Despite insisting throughout the campaign that state government really wasn’t facing a deficit next year, Gov. Dannel P. Malloy asked for and received legislative approval Wednesday to postpone his next budget presentation by two weeks until Feb. 18.
The legislature’s nonpartisan Office of Fiscal Analysis has been projecting since last summer that there is a $1.3 billion hole – equal to about 7 percent of annual operating expenses – in the 2015-16 fiscal year.
Further complicating matters, the Democratic governor pledged on the campaign trail last week to offer new tax cuts to individuals with student loan debt and to urban businesses – breaks that would worsen the 2015-16 shortfall by another $40 million.

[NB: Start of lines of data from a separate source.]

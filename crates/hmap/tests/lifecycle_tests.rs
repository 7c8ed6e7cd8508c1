//! Attach/detach lifecycle, rollback and callback contract.

use std::sync::atomic::{AtomicUsize, Ordering};

use hmap::codes::{ABS_Z, EV_ABS, INPUT_PROP_BUTTONPAD, KEY_A};
use hmap::usage::{generic_desktop, keyboard, page};
use hmap::{
    CallbackError, CallbackResult, CallbackState, DescriptorError, EvdevSink, Hmap, HmapConfig,
    HmapError, MapItem, SinkError, TransportError, UsageMap,
};
use hmap_test_helpers::prelude::*;

fn mouse() -> Hmap<MockTransport, RecordingSink> {
    init_test_tracing();
    Hmap::new(MockTransport::new(mouse_descriptor()), RecordingSink::new())
}

#[test]
fn test_report_before_attach() {
    let mut hmap = mouse();
    assert_eq!(hmap.handle_report(&[1, 0, 0]), Err(HmapError::NotAttached));
    assert_eq!(hmap.poll(), Err(HmapError::NotAttached));
}

#[test]
fn test_attach_without_maps() {
    let mut hmap = mouse();
    let err = must_err(hmap.attach());
    assert_eq!(err, HmapError::NoMaps);
    assert!(err.is_lifecycle_misuse());
}

#[test]
fn test_double_attach_and_late_map() -> TestResult {
    let mut hmap = mouse();
    hmap.add_map(MOUSE_MAP)?;
    hmap.attach()?;
    assert_eq!(hmap.attach(), Err(HmapError::AlreadyAttached));
    assert!(matches!(
        hmap.add_map(KEYBOARD_MAP),
        Err(HmapError::AlreadyAttached)
    ));
    assert_eq!(hmap.map_count(), 1);
    Ok(())
}

#[test]
fn test_attach_starts_transport_with_input_size() -> TestResult {
    let hmap = attached(multi_report_descriptor(), &[KEYBOARD_MAP, CONSUMER_MAP])?;
    // Largest input report is 6 bytes, plus the report ID byte.
    assert_eq!(hmap.transport().started, Some(7));
    assert!(hmap.sink().is_registered());
    assert_eq!(hmap.sink().inner().register_calls, 1);
    Ok(())
}

#[test]
fn test_detach_is_idempotent() -> TestResult {
    let mut hmap = attached(mouse_descriptor(), &[MOUSE_MAP])?;
    hmap.detach();
    hmap.detach();

    assert!(!hmap.is_attached());
    assert_eq!(hmap.transport().stop_calls, 1);
    assert_eq!(hmap.sink().inner().unregister_calls, 1);
    assert!(!hmap.sink().inner().registered);
    assert_eq!(hmap.handle_report(&[1, 0, 0]), Err(HmapError::NotAttached));
    Ok(())
}

#[test]
fn test_reattach_after_detach() -> TestResult {
    let mut hmap = attached(mouse_descriptor(), &[MOUSE_MAP])?;
    hmap.handle_report(&[1, 0, 0])?;
    hmap.detach();
    hmap.attach()?;

    // Key state was reset by detach, so the held button is reported again.
    hmap.handle_report(&[1, 0, 0])?;
    assert_eq!(hmap.sink().inner().sync_count(), 2);
    assert_eq!(hmap.sink().inner().events().len(), 2);
    assert_eq!(hmap.transport().descriptor_reads, 1);
    Ok(())
}

#[test]
fn test_sink_registration_failure_rolls_back() {
    init_test_tracing();
    let mut hmap = Hmap::new(
        MockTransport::new(mouse_descriptor()),
        RecordingSink::failing_register("no minor numbers"),
    );
    must(hmap.add_map(MOUSE_MAP));

    assert_eq!(
        hmap.attach(),
        Err(HmapError::Sink(SinkError::RegistrationFailed(
            "no minor numbers".to_string()
        )))
    );
    assert!(!hmap.is_attached());
    assert_eq!(hmap.transport().start_calls, 0);
    assert!(!hmap.sink().supports_event(hmap::codes::EV_REL));
}

#[test]
fn test_transport_start_failure_rolls_back() {
    init_test_tracing();
    let transport =
        MockTransport::new(mouse_descriptor()).with_failing_start(TransportError::Disconnected);
    let mut hmap = Hmap::new(transport, RecordingSink::new());
    must(hmap.add_map(MOUSE_MAP));

    assert_eq!(
        hmap.attach(),
        Err(HmapError::Transport(TransportError::Disconnected))
    );
    assert!(!hmap.is_attached());
    assert!(!hmap.sink().is_registered());
    assert_eq!(hmap.sink().inner().register_calls, 1);
    assert_eq!(hmap.sink().inner().unregister_calls, 1);
}

#[test]
fn test_descriptor_fetch_failure() {
    init_test_tracing();
    let transport = MockTransport::new(mouse_descriptor())
        .with_failing_descriptor(TransportError::ReadError("nak".to_string()));
    let mut hmap = Hmap::new(transport, RecordingSink::new());
    assert!(matches!(
        hmap.add_map(MOUSE_MAP),
        Err(HmapError::Transport(TransportError::ReadError(_)))
    ));
}

#[test]
fn test_malformed_descriptor() {
    init_test_tracing();
    let mut hmap = Hmap::new(MockTransport::new(vec![0xB4]), RecordingSink::new());
    let err = must_err(hmap.add_map(MOUSE_MAP));
    assert_eq!(
        err,
        HmapError::Descriptor(DescriptorError::StackUnderflow { offset: 0 })
    );
    assert_eq!(
        err.to_string(),
        "Descriptor error: Pop without matching push at offset 0"
    );
}

#[test]
fn test_oversized_map_is_rejected() {
    static BIG: [MapItem; 1025] = [MapItem::key("KEY_A", keyboard(0x04), KEY_A); 1025];
    let mut hmap = mouse();
    assert!(matches!(hmap.add_map(&BIG), Err(HmapError::Resource(_))));
}

#[test]
fn test_required_row_passes_on_richer_descriptor() -> TestResult {
    static NEEDS_KEY_A: UsageMap = &[MapItem::key("KEY_A", keyboard(0x04), KEY_A).required()];

    let mut poor = mouse();
    assert_eq!(
        poor.add_map(NEEDS_KEY_A).err(),
        Some(HmapError::RequiredRowUnbound { name: "KEY_A" })
    );

    let rich = attached(keyboard_descriptor(), &[NEEDS_KEY_A])?;
    assert!(must_some(rich.caps(0), "caps").is_set(0));
    Ok(())
}

#[test]
fn test_evdev_props_announced() -> TestResult {
    let mut hmap = mouse();
    hmap.set_evdev_prop(INPUT_PROP_BUTTONPAD);
    hmap.set_evdev_prop(0x40);
    hmap.add_map(MOUSE_MAP)?;
    hmap.attach()?;
    assert_eq!(hmap.sink().inner().props, vec![INPUT_PROP_BUTTONPAD]);
    Ok(())
}

#[test]
fn test_device_name_and_debug_level() -> TestResult {
    init_test_tracing();
    let config = HmapConfig::default()
        .with_debug_level(0)
        .with_description("Mouse");
    let mut hmap = Hmap::with_config(
        MockTransport::new(mouse_descriptor()),
        RecordingSink::new(),
        config,
    );
    hmap.set_debug_level(9);
    assert_eq!(hmap.config().debug_level, 2);

    hmap.add_map(MOUSE_MAP)?;
    hmap.attach()?;
    hmap.handle_report(&[1, 1, 1])?;
    assert_eq!(
        hmap.sink().inner().name.as_deref(),
        Some("Mock HID Device Mouse")
    );
    assert_eq!(hmap.sink().inner().events().len(), 3);
    Ok(())
}

static Z_RUNNING: AtomicUsize = AtomicUsize::new(0);
static Z_LAST_VALUE: AtomicUsize = AtomicUsize::new(0);
static DONE_ATTACHING: AtomicUsize = AtomicUsize::new(0);
static DONE_REPORTS: AtomicUsize = AtomicUsize::new(0);
static DONE_DETACHING: AtomicUsize = AtomicUsize::new(0);

fn z_axis_cb(sink: &mut dyn EvdevSink, state: CallbackState<'_>) -> CallbackResult {
    match state {
        CallbackState::Attaching => {
            sink.support_event(EV_ABS);
            sink.support_abs(ABS_Z, hmap::AbsInfo::new(0, 255));
        }
        CallbackState::Running { usage, value, .. } => {
            assert_eq!(usage, generic_desktop::Z);
            Z_RUNNING.fetch_add(1, Ordering::SeqCst);
            Z_LAST_VALUE.store(usize::try_from(value).unwrap_or(0), Ordering::SeqCst);
            sink.push_event(EV_ABS, ABS_Z, value);
        }
        CallbackState::ReportDone | CallbackState::Detaching => {}
    }
    Ok(())
}

fn done_cb(_sink: &mut dyn EvdevSink, state: CallbackState<'_>) -> CallbackResult {
    let counter = match state {
        CallbackState::Attaching => &DONE_ATTACHING,
        CallbackState::ReportDone => &DONE_REPORTS,
        CallbackState::Detaching => &DONE_DETACHING,
        CallbackState::Running { .. } => {
            return Err(CallbackError::Failed("unexpected item".to_string()));
        }
    };
    counter.fetch_add(1, Ordering::SeqCst);
    Ok(())
}

static Z_MAP: UsageMap = &[
    MapItem::abs_cb("Z", generic_desktop::Z, z_axis_cb),
    MapItem::completion("DONE", done_cb),
];

#[test]
fn test_callback_rows_see_every_phase() -> TestResult {
    let descriptor = DescriptorBuilder::new()
        .application(generic_desktop::JOYSTICK)
        .usage_page(page::GENERIC_DESKTOP)
        .usage(generic_desktop::Z.id)
        .logical_min(0)
        .logical_max(255)
        .report_size(8)
        .report_count(1)
        .input(input::DATA_VAR_ABS)
        .end_collection()
        .build();
    let mut hmap = attached(descriptor, &[Z_MAP])?;
    assert_eq!(DONE_ATTACHING.load(Ordering::SeqCst), 1);
    assert_eq!(hmap.sink().inner().abs.len(), 1);

    hmap.handle_report(&[0x80])?;
    hmap.handle_report(&[0x81])?;
    assert_eq!(Z_RUNNING.load(Ordering::SeqCst), 2);
    assert_eq!(Z_LAST_VALUE.load(Ordering::SeqCst), 0x81);
    assert_eq!(DONE_REPORTS.load(Ordering::SeqCst), 2);
    assert_eq!(
        hmap.sink().inner().events(),
        vec![(EV_ABS, ABS_Z, 0x80), (EV_ABS, ABS_Z, 0x81)]
    );

    hmap.detach();
    assert_eq!(DONE_DETACHING.load(Ordering::SeqCst), 1);
    Ok(())
}

static ATTACH_ONLY_CALLS: AtomicUsize = AtomicUsize::new(0);

fn attach_only_cb(_sink: &mut dyn EvdevSink, _state: CallbackState<'_>) -> CallbackResult {
    ATTACH_ONLY_CALLS.fetch_add(1, Ordering::SeqCst);
    Err(CallbackError::AttachOnly)
}

static ATTACH_ONLY_MAP: UsageMap = &[
    MapItem::rel("X", generic_desktop::X, hmap::codes::REL_X),
    MapItem::completion("ONCE", attach_only_cb),
];

#[test]
fn test_attach_only_completion_runs_once() -> TestResult {
    let mut hmap = attached(mouse_descriptor(), &[ATTACH_ONLY_MAP])?;
    hmap.handle_report(&[0, 1, 0])?;
    hmap.handle_report(&[0, 2, 0])?;
    hmap.detach();
    assert_eq!(ATTACH_ONLY_CALLS.load(Ordering::SeqCst), 1);
    Ok(())
}
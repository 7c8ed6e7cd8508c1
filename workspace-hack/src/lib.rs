// This is a stub lib.rs.
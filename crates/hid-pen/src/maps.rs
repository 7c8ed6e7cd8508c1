//! Usage maps for digitizer and pen top-level collections.

use hmap::codes::{
    ABS_PRESSURE, ABS_TILT_X, ABS_TILT_Y, ABS_X, ABS_Y, BTN_STYLUS, BTN_STYLUS2, BTN_TOOL_PEN,
    BTN_TOOL_RUBBER, BTN_TOUCH, EV_PWR, INPUT_PROP_DIRECT, INPUT_PROP_POINTER,
};
use hmap::usage::{digitizers, generic_desktop};
use hmap::{CallbackError, CallbackResult, CallbackState, EvdevSink, MapItem, UsageMap};
use tracing::trace;

/// Generic Digitizers page map (HUT 1.12).
pub static DIGITIZER_MAP: UsageMap = &[
    MapItem::abs("X", generic_desktop::X, ABS_X).required(),
    MapItem::abs("Y", generic_desktop::Y, ABS_Y).required(),
    MapItem::abs("TIP_PRESSURE", digitizers::TIP_PRESSURE, ABS_PRESSURE),
    MapItem::abs("X_TILT", digitizers::X_TILT, ABS_TILT_X),
    MapItem::abs("Y_TILT", digitizers::Y_TILT, ABS_TILT_Y),
    MapItem::abs_cb("BATTERY_STRENGTH", digitizers::BATTERY_STRENGTH, battery_strength_cb),
    MapItem::key("TOUCH", digitizers::TOUCH, BTN_TOUCH),
    MapItem::key("TIP_SWITCH", digitizers::TIP_SWITCH, BTN_TOUCH),
    MapItem::key("SEC_TIP_SWITCH", digitizers::SEC_TIP_SWITCH, BTN_TOUCH),
    MapItem::key("IN_RANGE", digitizers::IN_RANGE, BTN_TOOL_PEN),
    MapItem::key("BARREL_SWITCH", digitizers::BARREL_SWITCH, BTN_STYLUS),
    MapItem::key("INVERT", digitizers::INVERT, BTN_TOOL_RUBBER),
    MapItem::key("ERASER", digitizers::ERASER, BTN_TOUCH),
    MapItem::key("TABLET_PICK", digitizers::TABLET_PICK, BTN_STYLUS2),
    MapItem::key("SEC_BARREL_SWITCH", digitizers::SEC_BARREL_SWITCH, BTN_STYLUS2),
    MapItem::completion("DIGITIZER_PROPS", digitizer_completion_cb),
];

/// Microsoft-standardized pen.
pub static PEN_MAP: UsageMap = &[
    MapItem::abs("X", generic_desktop::X, ABS_X).required(),
    MapItem::abs("Y", generic_desktop::Y, ABS_Y).required(),
    MapItem::abs("TIP_PRESSURE", digitizers::TIP_PRESSURE, ABS_PRESSURE).required(),
    MapItem::abs("X_TILT", digitizers::X_TILT, ABS_TILT_X),
    MapItem::abs("Y_TILT", digitizers::Y_TILT, ABS_TILT_Y),
    MapItem::abs_cb("BATTERY_STRENGTH", digitizers::BATTERY_STRENGTH, battery_strength_cb),
    MapItem::key("TIP_SWITCH", digitizers::TIP_SWITCH, BTN_TOUCH).required(),
    MapItem::key("IN_RANGE", digitizers::IN_RANGE, BTN_TOOL_PEN).required(),
    MapItem::key("BARREL_SWITCH", digitizers::BARREL_SWITCH, BTN_STYLUS),
    MapItem::key("INVERT", digitizers::INVERT, BTN_TOOL_RUBBER).required(),
    MapItem::key("ERASER", digitizers::ERASER, BTN_TOUCH).required(),
    MapItem::completion("PEN_PROPS", pen_completion_cb),
];

/// Announces `EV_PWR`. Battery values are not reported yet.
fn battery_strength_cb(sink: &mut dyn EvdevSink, state: CallbackState<'_>) -> CallbackResult {
    match state {
        CallbackState::Attaching => sink.support_event(EV_PWR),
        CallbackState::Running { value, .. } => trace!("battery strength {}", value),
        CallbackState::ReportDone | CallbackState::Detaching => {}
    }
    Ok(())
}

fn announce_prop(sink: &mut dyn EvdevSink, state: CallbackState<'_>, prop: u16) -> CallbackResult {
    if matches!(state, CallbackState::Attaching) {
        sink.support_prop(prop);
    }
    // Nothing to do per report or at detach.
    Err(CallbackError::AttachOnly)
}

fn digitizer_completion_cb(sink: &mut dyn EvdevSink, state: CallbackState<'_>) -> CallbackResult {
    announce_prop(sink, state, INPUT_PROP_POINTER)
}

fn pen_completion_cb(sink: &mut dyn EvdevSink, state: CallbackState<'_>) -> CallbackResult {
    announce_prop(sink, state, INPUT_PROP_DIRECT)
}

#[cfg(test)]
mod tests {
    use super::*;

    #[test]
    fn test_pen_map_required_rows() {
        let required: Vec<&str> = PEN_MAP
            .iter()
            .filter(|row| row.required)
            .map(|row| row.name)
            .collect();
        assert_eq!(
            required,
            vec!["X", "Y", "TIP_PRESSURE", "TIP_SWITCH", "IN_RANGE", "INVERT", "ERASER"]
        );
    }

    #[test]
    fn test_digitizer_map_only_requires_position() {
        assert_eq!(DIGITIZER_MAP.iter().filter(|row| row.required).count(), 2);
    }

    #[test]
    fn test_maps_end_with_completion() {
        assert!(PEN_MAP.last().is_some_and(MapItem::is_completion));
        assert!(DIGITIZER_MAP.last().is_some_and(MapItem::is_completion));
    }
}
//! Field locations inside a report and value extraction.

use serde::{Deserialize, Serialize};

/// Position of a field inside the payload of one report.
///
/// `bit_offset` counts from the first payload byte; the report ID byte, when
/// the descriptor uses IDs, is not part of the payload.
#[derive(Debug, Clone, Copy, PartialEq, Eq, Default, Serialize, Deserialize)]
pub struct Location {
    pub report_id: u8,
    pub bit_offset: u32,
    pub bit_width: u8,
    pub count: u16,
    pub logical_min: i32,
    pub logical_max: i32,
    pub is_signed: bool,
}

impl Location {
    /// Total bits covered by all slots.
    pub fn total_bits(&self) -> u64 {
        u64::from(self.bit_width) * u64::from(self.count)
    }

    /// Value of the first slot.
    #[inline]
    pub fn extract(&self, payload: &[u8]) -> i32 {
        extract_bits(payload, self.bit_offset, self.bit_width, self.is_signed)
    }

    /// Value of slot `slot`; slots are packed back to back.
    #[inline]
    pub fn extract_slot(&self, payload: &[u8], slot: u16) -> i32 {
        let offset = u64::from(self.bit_offset) + u64::from(slot) * u64::from(self.bit_width);
        match u32::try_from(offset) {
            Ok(offset) => extract_bits(payload, offset, self.bit_width, self.is_signed),
            Err(_) => 0,
        }
    }
}

/// Read `width` bits (1..=32) starting at `bit_offset`, least significant bit
/// first. Bits past the end of `payload` read as zero. The result is sign
/// extended when `signed` is set.
pub fn extract_bits(payload: &[u8], bit_offset: u32, width: u8, signed: bool) -> i32 {
    let width = u32::from(width.min(32));
    if width == 0 {
        return 0;
    }

    let first = (bit_offset / 8) as usize;
    let shift = bit_offset % 8;

    // At most 5 bytes cover 32 bits at any bit alignment.
    let mut raw: u64 = 0;
    for i in 0..5usize {
        let byte = first
            .checked_add(i)
            .and_then(|idx| payload.get(idx))
            .copied()
            .unwrap_or(0);
        raw |= u64::from(byte) << (8 * i);
    }

    let mask = (1u64 << width) - 1;
    let value = ((raw >> shift) & mask) as u32;

    if signed && width < 32 {
        let unused = 32 - width;
        ((value << unused) as i32) >> unused
    } else {
        value as i32
    }
}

The governor’s budget director, Office of Policy and Management Secretary Benjamin Barnes, already has said some of the proposed tax cuts might have to be delayed, but would not be repealed.
State law requires the governor to submit a balanced budget proposal for the 2015-16 and 2016-17 fiscal years to the legislature on Feb. 4.
The delay was approved unanimously without discussion Wednesday in the House and Senate.
“Moving from a first term into a second term involves a great deal of transition, including a number of commissioner changes at some very big state agencies,” Gian-Carl Casa, spokesman for the governor’s budget office, said Wednesday. “We felt a slight delay was appropriate.”
The rule change also extends by two weeks the deadlines for action by the legislature’s budget-writing panels – the Appropriations and the Finance, Revenue and Bonding committees.
These two panels together develop the legislature’s response each spring to the governor’s annual budget presentation.
The revised deadlines for the Appropriations and Finance committees were not immediately available. The panels traditionally submit their proposals in late March or early April.